Rui Gaudêncio

Nutrição

Afinal, o leite não é só para crianças

O Homem é, de forma espontânea, o único animal que se alimenta de leite depois do desmame. Esta capacidade é, sob o ponto de vista histórico, bastante recente remontando há menos de dez mil anos atrás. Sendo uma aparente “artificialidade”, este hábito tem suscitado bastante controvérsia no que diz respeito ao valor alimentar e nutricional do leite e seus derivados.

Convirá referir que os indivíduos que possuem a mutação que lhes permite digerir o açúcar do leite (lactose) depois do desmame e durante a idade adulta, retiram dela uma evidente vantagem competitiva relativamente aos outros que não o conseguem consumir (intolerantes à lactose). Um exemplo flagrante é o da tribo Masai, oriunda do Leste Africano. Os Masai, que registam um elevado consumo de leite em natureza ou fermentado, apresentam geralmente níveis de saúde cardiovascular invejáveis e a sua maior estatura e força permitiu-lhes ser a tribo dominante nessa região desde esses tempos.

Calcula-se que apenas 30% da população mundial seja tolerante ao leite, sendo que os restantes 70% possuem algum grau de incapacidade de digestão da lactose, pelo que para estes será mais indicado procurar alimentos alternativos, como o leite de soja.

Para os que não têm este problema, o consumo de leite e seus derivados tem sido amplamente estudado, mas as conclusões nem sempre são claras e têm propiciado aceso debate acerca da mais valia destes produtos na nossa alimentação. A prestigiada Universidade de Harvard, nos Estados Unidos, recomenda que se limite o consumo de leite, iogurte ou queijo a uma ou duas porções por dia, mas um trabalho recente de investigadores dessa mesma instituição revela que o consumo de leite e queijo não está associado a ganho de peso na vida adulta. Muitos dos argumentos contra o consumo de leite apoiam-se no seu elevado teor em gordura saturada, sendo, deste modo, mais prudente utilizar o leite ou iogurtes magros.
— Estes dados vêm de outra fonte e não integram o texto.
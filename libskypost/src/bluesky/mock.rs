//! In-memory Bluesky client for testing
//!
//! `MockClient` serves canned notifications, threads, and feed posts, and
//! records every call so tests can assert on what reached the "network".
//! It's available in all builds so integration tests can use it.

use std::collections::HashMap;
use std::sync::{Arc, Mutex};

use async_trait::async_trait;
use secrecy::{ExposeSecret, SecretString};

use crate::bluesky::types::{
    Author, BlobRef, CidLink, CreatedRecord, FeedViewPost, Notification, PostRecord, PostView,
    RecordText, Session, ThreadNode, ThreadViewPost,
};
use crate::bluesky::BlueskyApi;
use crate::error::{PlatformError, Result};

/// A blob uploaded through the mock
#[derive(Debug, Clone, PartialEq, Eq)]
pub struct Upload {
    pub size: usize,
    pub mime_type: String,
}

/// Mock Bluesky client
#[derive(Debug, Clone)]
pub struct MockClient {
    handle: String,
    did: String,
    session: Option<Session>,
    password: Option<String>,
    notifications: Vec<Notification>,
    notifications_error: Option<PlatformError>,
    threads: HashMap<String, std::result::Result<ThreadNode, PlatformError>>,
    feed: Vec<FeedViewPost>,
    upload_error: Option<PlatformError>,
    post_error: Option<PlatformError>,

    /// Names of every remote call made, in order
    calls: Arc<Mutex<Vec<String>>>,
    uploads: Arc<Mutex<Vec<Upload>>>,
    created: Arc<Mutex<Vec<(String, PostRecord)>>>,
    thread_requests: Arc<Mutex<Vec<String>>>,
}

impl MockClient {
    /// A client for `handle` that has not logged in yet
    pub fn new(handle: &str) -> Self {
        Self {
            handle: handle.to_string(),
            did: format!("did:plc:{}", handle.split('.').next().unwrap_or(handle)),
            session: None,
            password: None,
            notifications: Vec::new(),
            notifications_error: None,
            threads: HashMap::new(),
            feed: Vec::new(),
            upload_error: None,
            post_error: None,
            calls: Arc::new(Mutex::new(Vec::new())),
            uploads: Arc::new(Mutex::new(Vec::new())),
            created: Arc::new(Mutex::new(Vec::new())),
            thread_requests: Arc::new(Mutex::new(Vec::new())),
        }
    }

    /// A client already logged in as `handle`
    pub fn authenticated(handle: &str) -> Self {
        let mut client = Self::new(handle);
        client.session = Some(Session {
            did: client.did.clone(),
            handle: client.handle.clone(),
        });
        client
    }

    /// Only accept `password` at login
    pub fn with_password(mut self, password: &str) -> Self {
        self.password = Some(password.to_string());
        self
    }

    pub fn with_notification(mut self, notification: Notification) -> Self {
        self.notifications.push(notification);
        self
    }

    pub fn with_notifications_error(mut self, error: PlatformError) -> Self {
        self.notifications_error = Some(error);
        self
    }

    pub fn with_thread(mut self, uri: &str, thread: ThreadNode) -> Self {
        self.threads.insert(uri.to_string(), Ok(thread));
        self
    }

    pub fn with_thread_error(mut self, uri: &str, error: PlatformError) -> Self {
        self.threads.insert(uri.to_string(), Err(error));
        self
    }

    /// Feed items come back unfiltered; an author feed also carries reposts
    pub fn with_feed_post(mut self, post: PostView) -> Self {
        self.feed.push(FeedViewPost { post });
        self
    }

    pub fn failing_upload(mut self, error: PlatformError) -> Self {
        self.upload_error = Some(error);
        self
    }

    pub fn failing_post(mut self, error: PlatformError) -> Self {
        self.post_error = Some(error);
        self
    }

    /// Number of remote calls made so far
    pub fn network_calls(&self) -> usize {
        self.calls.lock().unwrap().len()
    }

    pub fn calls(&self) -> Vec<String> {
        self.calls.lock().unwrap().clone()
    }

    pub fn uploads(&self) -> Vec<Upload> {
        self.uploads.lock().unwrap().clone()
    }

    /// Records passed to `create_post`, with the repo they were filed under
    pub fn created_posts(&self) -> Vec<(String, PostRecord)> {
        self.created.lock().unwrap().clone()
    }

    /// URIs passed to `get_post_thread`, in order
    pub fn thread_requests(&self) -> Vec<String> {
        self.thread_requests.lock().unwrap().clone()
    }

    fn record(&self, call: &str) {
        self.calls.lock().unwrap().push(call.to_string());
    }

    fn require_session(&self) -> Result<&Session> {
        self.session
            .as_ref()
            .ok_or_else(|| PlatformError::NotAuthenticated.into())
    }
}

#[async_trait]
impl BlueskyApi for MockClient {
    async fn login(&mut self, identifier: &str, password: &SecretString) -> Result<Session> {
        self.record("login");

        let accepted = identifier == self.handle
            && self
                .password
                .as_deref()
                .map_or(true, |expected| expected == password.expose_secret());
        if !accepted {
            return Err(PlatformError::Authentication(
                "Invalid Bluesky credentials: 401 AuthenticationRequired".to_string(),
            )
            .into());
        }

        let session = Session {
            did: self.did.clone(),
            handle: self.handle.clone(),
        };
        self.session = Some(session.clone());
        Ok(session)
    }

    fn session(&self) -> Option<&Session> {
        self.session.as_ref()
    }

    async fn upload_blob(&self, data: Vec<u8>, mime_type: &str) -> Result<BlobRef> {
        self.record("upload_blob");
        self.require_session()?;
        if let Some(error) = &self.upload_error {
            return Err(error.clone().into());
        }

        self.uploads.lock().unwrap().push(Upload {
            size: data.len(),
            mime_type: mime_type.to_string(),
        });
        Ok(BlobRef {
            blob_type: "blob".to_string(),
            link: CidLink {
                link: format!("bafkmock{}", data.len()),
            },
            mime_type: mime_type.to_string(),
            size: data.len() as u64,
        })
    }

    async fn create_post(&self, repo: &str, record: &PostRecord) -> Result<CreatedRecord> {
        self.record("create_post");
        self.require_session()?;
        if let Some(error) = &self.post_error {
            return Err(error.clone().into());
        }

        let mut created = self.created.lock().unwrap();
        created.push((repo.to_string(), record.clone()));
        Ok(CreatedRecord {
            uri: format!("at://{}/app.bsky.feed.post/mock{}", repo, created.len()),
            cid: format!("bafyreimock{}", created.len()),
        })
    }

    async fn list_notifications(&self, limit: u32) -> Result<Vec<Notification>> {
        self.record("list_notifications");
        self.require_session()?;
        if let Some(error) = &self.notifications_error {
            return Err(error.clone().into());
        }
        Ok(self
            .notifications
            .iter()
            .take(limit as usize)
            .cloned()
            .collect())
    }

    async fn get_post_thread(&self, uri: &str) -> Result<ThreadNode> {
        self.record("get_post_thread");
        self.require_session()?;
        self.thread_requests.lock().unwrap().push(uri.to_string());

        match self.threads.get(uri) {
            Some(Ok(thread)) => Ok(thread.clone()),
            Some(Err(error)) => Err(error.clone().into()),
            None => Err(PlatformError::Validation(format!(
                "Bluesky rejected the request during fetching thread: 400 NotFound: Post not found: {}",
                uri
            ))
            .into()),
        }
    }

    async fn get_author_feed(&self, _actor: &str) -> Result<Vec<FeedViewPost>> {
        self.record("get_author_feed");
        self.require_session()?;
        Ok(self.feed.clone())
    }
}

// ============================================================================
// Fixture builders
// ============================================================================

fn author(handle: &str) -> Author {
    Author {
        did: format!("did:plc:{}", handle.split('.').next().unwrap_or(handle)),
        handle: handle.to_string(),
        display_name: None,
    }
}

/// A notification from `author_handle`
pub fn notification(author_handle: &str, reason: &str, uri: &str, cid: &str, text: Option<&str>) -> Notification {
    Notification {
        uri: uri.to_string(),
        cid: cid.to_string(),
        author: author(author_handle),
        reason: reason.to_string(),
        reason_subject: None,
        record: RecordText {
            text: text.map(str::to_string),
        },
        is_read: false,
        indexed_at: String::new(),
    }
}

/// A post by `author_handle`
pub fn post_view(author_handle: &str, uri: &str, text: &str) -> PostView {
    PostView {
        uri: uri.to_string(),
        cid: format!("cid-{}", uri.rsplit('/').next().unwrap_or(uri)),
        author: author(author_handle),
        record: RecordText {
            text: Some(text.to_string()),
        },
        reply_count: Some(0),
        indexed_at: String::new(),
    }
}

/// A thread rooted at `root` with the given direct replies
pub fn thread(mut root: PostView, replies: Vec<PostView>) -> ThreadNode {
    root.reply_count = Some(replies.len() as u64);
    ThreadNode::Post(ThreadViewPost {
        post: root,
        replies: replies
            .into_iter()
            .map(|post| {
                ThreadNode::Post(ThreadViewPost {
                    post,
                    replies: Vec::new(),
                })
            })
            .collect(),
    })
}

#[cfg(test)]
mod tests {
    use super::*;
    use crate::error::SkypostError;

    #[tokio::test]
    async fn test_login_checks_password() {
        let mut client = MockClient::new("me.bsky.social").with_password("hunter2");

        let wrong = SecretString::from("nope".to_string());
        assert!(matches!(
            client.login("me.bsky.social", &wrong).await,
            Err(SkypostError::Platform(PlatformError::Authentication(_)))
        ));
        assert!(client.session().is_none());

        let right = SecretString::from("hunter2".to_string());
        let session = client.login("me.bsky.social", &right).await.unwrap();
        assert_eq!(session.handle, "me.bsky.social");
        assert_eq!(client.session(), Some(&session));
    }

    #[tokio::test]
    async fn test_unauthenticated_calls_fail() {
        let client = MockClient::new("me.bsky.social");
        let result = client.list_notifications(10).await;
        assert!(matches!(
            result,
            Err(SkypostError::Platform(PlatformError::NotAuthenticated))
        ));
        assert_eq!(client.calls(), ["list_notifications"]);
    }

    #[tokio::test]
    async fn test_clones_share_call_log() {
        let client = MockClient::authenticated("me.bsky.social");
        let observer = client.clone();

        client.get_author_feed("me.bsky.social").await.unwrap();
        assert_eq!(observer.network_calls(), 1);
    }

    #[test]
    fn test_thread_fixture_sets_reply_count() {
        let root = post_view("me.bsky.social", "at://me/post/1", "root");
        let node = thread(root, vec![post_view("x.bsky.social", "at://x/post/2", "hi")]);

        match &node {
            ThreadNode::Post(view) => assert_eq!(view.post.reply_count, Some(1)),
            other => panic!("unexpected node {:?}", other),
        }
        assert_eq!(node.direct_replies().count(), 1);
    }
}
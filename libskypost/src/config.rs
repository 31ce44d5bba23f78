//! Configuration management for Skypost

use serde::{Deserialize, Serialize};
use std::path::{Path, PathBuf};

use crate::error::{ConfigError, Result};

/// Keyring service name credentials are filed under
pub const SERVICE_NAME: &str = "Bluesky";

/// Handle used when neither `--username` nor the config file names one
pub const DEFAULT_USERNAME: &str = "jetsetjaxon.bsky.social";

/// Default PDS host for XRPC calls
pub const DEFAULT_SERVICE_URL: &str = "https://bsky.social";

/// Bluesky post character limit
pub const MAX_POST_LENGTH: usize = 300;

/// Images above this many bytes are re-encoded before upload
pub const MAX_IMAGE_SIZE: u64 = 1_000_000;

pub const DEFAULT_JPEG_QUALITY: u8 = 85;

pub const DEFAULT_NOTIFICATION_LIMIT: u32 = 50;

#[derive(Debug, Clone, Default, Serialize, Deserialize, PartialEq)]
#[serde(default)]
pub struct Config {
    pub bluesky: BlueskyConfig,
    pub credentials: CredentialsConfig,
    pub image: ImageConfig,
    pub notifications: NotificationsConfig,
}

#[derive(Debug, Clone, Serialize, Deserialize, PartialEq)]
#[serde(default)]
pub struct BlueskyConfig {
    pub service_url: String,
    pub username: String,
    pub timeout_secs: u64,
}

impl Default for BlueskyConfig {
    fn default() -> Self {
        Self {
            service_url: DEFAULT_SERVICE_URL.to_string(),
            username: DEFAULT_USERNAME.to_string(),
            timeout_secs: 30,
        }
    }
}

#[derive(Debug, Clone, Serialize, Deserialize, PartialEq)]
#[serde(default)]
pub struct CredentialsConfig {
    pub service_name: String,
}

impl Default for CredentialsConfig {
    fn default() -> Self {
        Self {
            service_name: SERVICE_NAME.to_string(),
        }
    }
}

#[derive(Debug, Clone, Copy, Serialize, Deserialize, PartialEq)]
#[serde(default)]
pub struct ImageConfig {
    /// Size in bytes above which an image is converted to JPEG
    pub max_size: u64,
    pub jpeg_quality: u8,
}

impl Default for ImageConfig {
    fn default() -> Self {
        Self {
            max_size: MAX_IMAGE_SIZE,
            jpeg_quality: DEFAULT_JPEG_QUALITY,
        }
    }
}

#[derive(Debug, Clone, Copy, Serialize, Deserialize, PartialEq)]
#[serde(default)]
pub struct NotificationsConfig {
    pub limit: u32,
}

impl Default for NotificationsConfig {
    fn default() -> Self {
        Self {
            limit: DEFAULT_NOTIFICATION_LIMIT,
        }
    }
}

impl Config {
    /// Load configuration from the default location
    ///
    /// A missing file at the XDG location is not an error; built-in defaults
    /// are used instead. A path named through `SKYPOST_CONFIG` must exist.
    pub fn load() -> Result<Self> {
        if let Ok(path) = std::env::var("SKYPOST_CONFIG") {
            return Self::load_from_path(&expand(&path));
        }

        let config_path = resolve_config_path()?;
        if !config_path.exists() {
            tracing::debug!(
                "No config file at {}, using defaults",
                config_path.display()
            );
            return Ok(Self::default());
        }
        Self::load_from_path(&config_path)
    }

    /// Load from `path` (tilde-expanded) if given, else from the default
    /// location
    pub fn load_from(path: Option<&Path>) -> Result<Self> {
        match path {
            Some(path) => Self::load_from_path(&expand(&path.to_string_lossy())),
            None => Self::load(),
        }
    }

    /// Load configuration from a specific path
    pub fn load_from_path(path: &Path) -> Result<Self> {
        let content = std::fs::read_to_string(path).map_err(ConfigError::ReadError)?;
        let config: Config = toml::from_str(&content).map_err(ConfigError::ParseError)?;
        config.validate()?;
        tracing::debug!("Loaded config from {}", path.display());
        Ok(config)
    }

    fn validate(&self) -> Result<()> {
        if !(1..=100).contains(&self.image.jpeg_quality) {
            return Err(ConfigError::InvalidValue {
                field: "image.jpeg_quality".to_string(),
                reason: format!("{} is outside 1-100", self.image.jpeg_quality),
            }
            .into());
        }
        if !(1..=100).contains(&self.notifications.limit) {
            return Err(ConfigError::InvalidValue {
                field: "notifications.limit".to_string(),
                reason: format!("{} is outside 1-100", self.notifications.limit),
            }
            .into());
        }
        if self.bluesky.service_url.trim().is_empty() {
            return Err(ConfigError::MissingField("bluesky.service_url".to_string()).into());
        }
        Ok(())
    }
}

fn expand(path: &str) -> PathBuf {
    PathBuf::from(shellexpand::tilde(path).to_string())
}

/// Resolve the configuration file path following XDG Base Directory spec
pub fn resolve_config_path() -> Result<PathBuf> {
    let config_dir = dirs::config_dir()
        .ok_or_else(|| ConfigError::MissingField("config directory".to_string()))?;

    Ok(config_dir.join("skypost").join("config.toml"))
}

#[cfg(test)]
mod tests {
    use super::*;
    use serial_test::serial;
    use tempfile::TempDir;

    #[test]
    fn test_load_from_explicit_path() {
        let dir = TempDir::new().unwrap();
        let path = dir.path().join("custom.toml");
        std::fs::write(&path, "[notifications]\nlimit = 5\n").unwrap();

        let config = Config::load_from(Some(&path)).unwrap();
        assert_eq!(config.notifications.limit, 5);
        assert_eq!(config.image, ImageConfig::default());

        let missing = dir.path().join("missing.toml");
        assert!(Config::load_from(Some(&missing)).is_err());
    }

    #[test]
    fn test_defaults_match_service_limits() {
        let config = Config::default();
        assert_eq!(config.bluesky.service_url, "https://bsky.social");
        assert_eq!(config.credentials.service_name, "Bluesky");
        assert_eq!(config.image.max_size, 1_000_000);
        assert_eq!(config.image.jpeg_quality, 85);
        assert_eq!(config.notifications.limit, 50);
    }

    #[test]
    fn test_partial_file_keeps_other_defaults() {
        let temp_dir = TempDir::new().unwrap();
        let path = temp_dir.path().join("config.toml");
        std::fs::write(
            &path,
            r#"
[bluesky]
username = "alice.bsky.social"

[image]
jpeg_quality = 70
"#,
        )
        .unwrap();

        let config = Config::load_from_path(&path).unwrap();
        assert_eq!(config.bluesky.username, "alice.bsky.social");
        assert_eq!(config.bluesky.service_url, DEFAULT_SERVICE_URL);
        assert_eq!(config.image.jpeg_quality, 70);
        assert_eq!(config.image.max_size, MAX_IMAGE_SIZE);
    }

    #[test]
    fn test_invalid_quality_rejected() {
        let temp_dir = TempDir::new().unwrap();
        let path = temp_dir.path().join("config.toml");
        std::fs::write(&path, "[image]\njpeg_quality = 0\n").unwrap();

        let err = Config::load_from_path(&path).unwrap_err();
        assert!(err.to_string().contains("image.jpeg_quality"));
    }

    #[test]
    fn test_malformed_toml_is_parse_error() {
        let temp_dir = TempDir::new().unwrap();
        let path = temp_dir.path().join("config.toml");
        std::fs::write(&path, "[bluesky\nusername = ").unwrap();

        let err = Config::load_from_path(&path).unwrap_err();
        assert!(err.to_string().contains("Failed to parse config"));
    }

    #[test]
    #[serial]
    fn test_env_override_path_must_exist() {
        let temp_dir = TempDir::new().unwrap();
        let missing = temp_dir.path().join("nope.toml");
        std::env::set_var("SKYPOST_CONFIG", &missing);

        let result = Config::load();
        std::env::remove_var("SKYPOST_CONFIG");

        let err = result.unwrap_err();
        assert!(err.to_string().contains("Failed to read config file"));
    }

    #[test]
    #[serial]
    fn test_env_override_path_is_loaded() {
        let temp_dir = TempDir::new().unwrap();
        let path = temp_dir.path().join("custom.toml");
        std::fs::write(&path, "[notifications]\nlimit = 10\n").unwrap();
        std::env::set_var("SKYPOST_CONFIG", &path);

        let result = Config::load();
        std::env::remove_var("SKYPOST_CONFIG");

        assert_eq!(result.unwrap().notifications.limit, 10);
    }
}
//! End-to-end reader tests against the in-memory client

use libskypost::bluesky::mock::{self, MockClient};
use libskypost::bluesky::BlueskyApi;
use libskypost::notifications::{list_notifications, list_posts_and_responses, list_unanswered};
use secrecy::SecretString;

const ME: &str = "me.bsky.social";
const MY_POST: &str = "at://did:plc:me/app.bsky.feed.post/root";
const BOB_REPLY: &str = "at://did:plc:bob/app.bsky.feed.post/reply";

async fn logged_in(client: MockClient) -> MockClient {
    let mut client = client.with_password("app-pass");
    client
        .login(ME, &SecretString::from("app-pass".to_string()))
        .await
        .unwrap();
    client
}

/// The thread lookup for a reply notification targets the reply itself, so
/// an answer posted directly under the original post does not count.
#[tokio::test]
async fn test_unanswered_scan_fetches_the_reply_thread() {
    let my_answer_on_root = mock::post_view(ME, "at://did:plc:me/app.bsky.feed.post/a", "thanks bob");
    let client = logged_in(
        MockClient::new(ME)
            .with_notification(mock::notification(
                "bob.bsky.social",
                "reply",
                BOB_REPLY,
                "cid-reply",
                Some("great post"),
            ))
            .with_thread(
                MY_POST,
                mock::thread(mock::post_view(ME, MY_POST, "root"), vec![my_answer_on_root]),
            )
            .with_thread(
                BOB_REPLY,
                mock::thread(mock::post_view("bob.bsky.social", BOB_REPLY, "great post"), vec![]),
            ),
    )
    .await;

    let unanswered = list_unanswered(&client, 50).await.unwrap();

    assert_eq!(client.thread_requests(), [BOB_REPLY]);
    assert_eq!(unanswered.len(), 1);
    assert_eq!(unanswered[0].author, "bob.bsky.social");
    assert_eq!(unanswered[0].cid, "cid-reply");
    assert_eq!(unanswered[0].uri, BOB_REPLY);
    assert_eq!(unanswered[0].text.as_deref(), Some("great post"));
}

#[tokio::test]
async fn test_mixed_inbox() {
    let answered_uri = "at://did:plc:carol/app.bsky.feed.post/r2";
    let client = logged_in(
        MockClient::new(ME)
            .with_notification(mock::notification("a.bsky.social", "like", MY_POST, "c0", None))
            .with_notification(mock::notification("bob.bsky.social", "reply", BOB_REPLY, "c1", Some("?")))
            .with_notification(mock::notification("carol.bsky.social", "reply", answered_uri, "c2", Some("!")))
            .with_notification(mock::notification("d.bsky.social", "follow", "at://d/follow", "c3", None))
            .with_thread(
                BOB_REPLY,
                mock::thread(mock::post_view("bob.bsky.social", BOB_REPLY, "?"), vec![]),
            )
            .with_thread(
                answered_uri,
                mock::thread(
                    mock::post_view("carol.bsky.social", answered_uri, "!"),
                    vec![mock::post_view(ME, "at://did:plc:me/app.bsky.feed.post/x", "yes")],
                ),
            ),
    )
    .await;

    let all = list_notifications(&client, 50).await.unwrap();
    assert_eq!(all.len(), 4);
    let reasons: Vec<_> = all.iter().map(|n| n.reason.as_str()).collect();
    assert_eq!(reasons, ["like", "reply", "reply", "follow"]);

    let unanswered = list_unanswered(&client, 50).await.unwrap();
    assert_eq!(unanswered.len(), 1);
    assert_eq!(unanswered[0].uri, BOB_REPLY);
}

#[tokio::test]
async fn test_posts_and_responses_for_logged_in_user() {
    let mut root = mock::post_view(ME, MY_POST, "root");
    root.reply_count = Some(1);
    let client = logged_in(
        MockClient::new(ME)
            .with_feed_post(root.clone())
            .with_thread(
                MY_POST,
                mock::thread(root, vec![mock::post_view("bob.bsky.social", BOB_REPLY, "great post")]),
            ),
    )
    .await;

    let posts = list_posts_and_responses(&client).await.unwrap();

    assert_eq!(posts.len(), 1);
    assert_eq!(posts[0].text.as_deref(), Some("root"));
    assert_eq!(posts[0].replies.len(), 1);
    assert_eq!(posts[0].replies[0].author, "bob.bsky.social");
    assert_eq!(client.calls(), ["login", "get_author_feed", "get_post_thread"]);
}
A mais recente versão da pirâmide alimentar norte-americana inclui os lacticínios e, tal como a Roda dos Alimentos portuguesa, prevê o consumo de duas a três porções de leite, queijo ou iogurte por dia. A Dieta Mediterrânica, paradigma de um modelo alimentar saudável, consagra também o consumo de queijo em quantidades moderadas. O queijo é, aliás, um alimento que apesar do teor elevado de gordura e por vezes de sal, não parece trazer prejuízos a nível cardiovascular se consumido com regra. Este facto demonstra, uma vez mais, que os alimentos são mais que a mera soma dos seus constituintes individuais, sejam nutrientes ou não.

O consumo de leite fermentado, como o iogurte ou o kefir, é muitas vezes associado a melhores níveis de saúde. São bem conhecidos os relatos históricos da invulgar longevidade de algumas populações do Cáucaso e da sua relação com o consumo de iogurte. A ciência moderna tem sido capaz de provar alguns dos efeitos benéficos destes produtos da fermentação do leite a diversos níveis, sendo que o consumo de iogurte se revelou, por exemplo, estar associado a menores ganhos de peso em adultos.

A saúde óssea é um dos pontos que mais pode beneficiar do consumo de leite e seus derivados. A osteoporose e os problemas que dela resultam, como as fracturas ósseas, constituem um pesado fardo na saúde das populações, especialmente entre os mais idosos. O consumo regular de lacticínios, pelo seu teor elevado de cálcio, ajuda, comprovadamente, a minimizar este problema, embora seja igualmente necessário que haja um aporte adequado de vitamina D.

Para os que podem ingerir lacticínios, evitá-los com base no argumento de que o Homem não está ”preparado” para os ingerir depois do desmame, é um argumento que, no estado actual do conhecimento, não tem validade científica. Ser capaz de integrar na alimentação, com equilíbrio, os muitos alimentos disponíveis, acaba sempre por se revelar como a opção mais razoável.